## [Supplied material]
● ● ● ● ● ● ●
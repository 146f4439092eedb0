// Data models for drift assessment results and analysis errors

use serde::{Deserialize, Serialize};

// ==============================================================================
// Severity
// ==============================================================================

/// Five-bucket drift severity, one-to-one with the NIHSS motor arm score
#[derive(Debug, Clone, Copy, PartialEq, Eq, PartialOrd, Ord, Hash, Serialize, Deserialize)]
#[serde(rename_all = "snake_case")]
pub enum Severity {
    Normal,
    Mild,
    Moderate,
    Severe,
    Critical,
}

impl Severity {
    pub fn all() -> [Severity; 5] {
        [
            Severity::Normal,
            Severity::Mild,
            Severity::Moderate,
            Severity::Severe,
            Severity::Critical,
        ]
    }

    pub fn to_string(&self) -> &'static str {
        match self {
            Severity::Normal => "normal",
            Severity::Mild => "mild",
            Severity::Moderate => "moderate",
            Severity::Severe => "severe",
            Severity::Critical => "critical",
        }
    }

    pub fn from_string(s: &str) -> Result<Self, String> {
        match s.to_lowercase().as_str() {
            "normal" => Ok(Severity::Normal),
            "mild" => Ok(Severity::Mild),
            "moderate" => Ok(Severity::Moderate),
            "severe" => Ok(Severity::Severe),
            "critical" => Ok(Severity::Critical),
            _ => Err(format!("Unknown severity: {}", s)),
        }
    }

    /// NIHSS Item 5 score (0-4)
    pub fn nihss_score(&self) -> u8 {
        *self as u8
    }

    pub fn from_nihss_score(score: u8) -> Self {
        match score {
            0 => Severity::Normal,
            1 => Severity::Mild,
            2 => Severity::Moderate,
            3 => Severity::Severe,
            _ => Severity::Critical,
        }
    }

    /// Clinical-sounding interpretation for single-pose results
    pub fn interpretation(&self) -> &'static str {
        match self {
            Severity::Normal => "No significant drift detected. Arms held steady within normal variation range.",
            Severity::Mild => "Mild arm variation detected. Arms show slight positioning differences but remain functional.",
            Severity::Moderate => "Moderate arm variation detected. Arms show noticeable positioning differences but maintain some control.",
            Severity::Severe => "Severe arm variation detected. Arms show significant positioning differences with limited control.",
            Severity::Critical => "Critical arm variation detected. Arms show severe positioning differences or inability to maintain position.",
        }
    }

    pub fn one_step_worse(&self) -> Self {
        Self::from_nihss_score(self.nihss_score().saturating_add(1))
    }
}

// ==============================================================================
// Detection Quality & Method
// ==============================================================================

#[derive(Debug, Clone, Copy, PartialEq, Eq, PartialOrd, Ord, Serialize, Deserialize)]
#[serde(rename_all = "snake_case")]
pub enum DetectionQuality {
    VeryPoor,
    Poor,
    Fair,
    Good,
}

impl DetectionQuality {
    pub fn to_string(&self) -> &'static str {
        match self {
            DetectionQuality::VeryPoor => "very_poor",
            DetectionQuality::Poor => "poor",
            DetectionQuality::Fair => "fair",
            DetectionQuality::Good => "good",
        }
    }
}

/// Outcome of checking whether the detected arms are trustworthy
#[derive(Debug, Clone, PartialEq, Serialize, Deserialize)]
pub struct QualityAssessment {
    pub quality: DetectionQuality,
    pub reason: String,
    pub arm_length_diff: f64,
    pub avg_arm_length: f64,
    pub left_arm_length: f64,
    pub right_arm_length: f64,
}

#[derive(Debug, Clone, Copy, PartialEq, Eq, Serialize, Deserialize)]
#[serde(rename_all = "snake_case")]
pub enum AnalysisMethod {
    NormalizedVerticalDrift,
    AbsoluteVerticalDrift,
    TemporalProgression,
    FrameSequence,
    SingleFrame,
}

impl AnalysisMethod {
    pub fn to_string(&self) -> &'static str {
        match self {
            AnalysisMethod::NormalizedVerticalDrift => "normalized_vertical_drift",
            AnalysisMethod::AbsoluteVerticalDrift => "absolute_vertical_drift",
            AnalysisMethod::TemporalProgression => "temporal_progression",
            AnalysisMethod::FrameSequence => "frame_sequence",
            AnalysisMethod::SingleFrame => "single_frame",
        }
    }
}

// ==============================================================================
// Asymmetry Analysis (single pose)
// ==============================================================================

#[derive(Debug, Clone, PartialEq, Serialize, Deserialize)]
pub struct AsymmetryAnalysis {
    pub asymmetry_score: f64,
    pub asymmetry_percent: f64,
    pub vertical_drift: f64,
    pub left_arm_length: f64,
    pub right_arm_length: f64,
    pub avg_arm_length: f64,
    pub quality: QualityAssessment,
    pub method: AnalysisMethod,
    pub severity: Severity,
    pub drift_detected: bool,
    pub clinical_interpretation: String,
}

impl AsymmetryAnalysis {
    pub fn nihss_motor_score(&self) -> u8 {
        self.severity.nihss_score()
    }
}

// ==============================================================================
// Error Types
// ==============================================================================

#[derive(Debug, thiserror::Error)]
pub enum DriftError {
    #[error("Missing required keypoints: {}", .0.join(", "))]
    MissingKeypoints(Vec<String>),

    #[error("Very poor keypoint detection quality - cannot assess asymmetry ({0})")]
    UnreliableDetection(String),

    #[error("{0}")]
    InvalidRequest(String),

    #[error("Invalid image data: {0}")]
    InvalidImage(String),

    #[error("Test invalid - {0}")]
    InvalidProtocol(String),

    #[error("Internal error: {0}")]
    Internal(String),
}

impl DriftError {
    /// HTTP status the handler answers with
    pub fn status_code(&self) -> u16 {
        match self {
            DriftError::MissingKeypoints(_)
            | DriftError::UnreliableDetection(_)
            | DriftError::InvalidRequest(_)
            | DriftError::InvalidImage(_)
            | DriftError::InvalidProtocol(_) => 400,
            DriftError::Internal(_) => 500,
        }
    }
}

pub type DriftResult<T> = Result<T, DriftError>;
● ● ● ● ● ● ●
## [Requirement]
Scan the records above. Return every line with "AbsoluteVerticalDrift" in it.

## [Worked solution]
    AbsoluteVerticalDrift,
            AnalysisMethod::AbsoluteVerticalDrift => "absolute_vertical_drift",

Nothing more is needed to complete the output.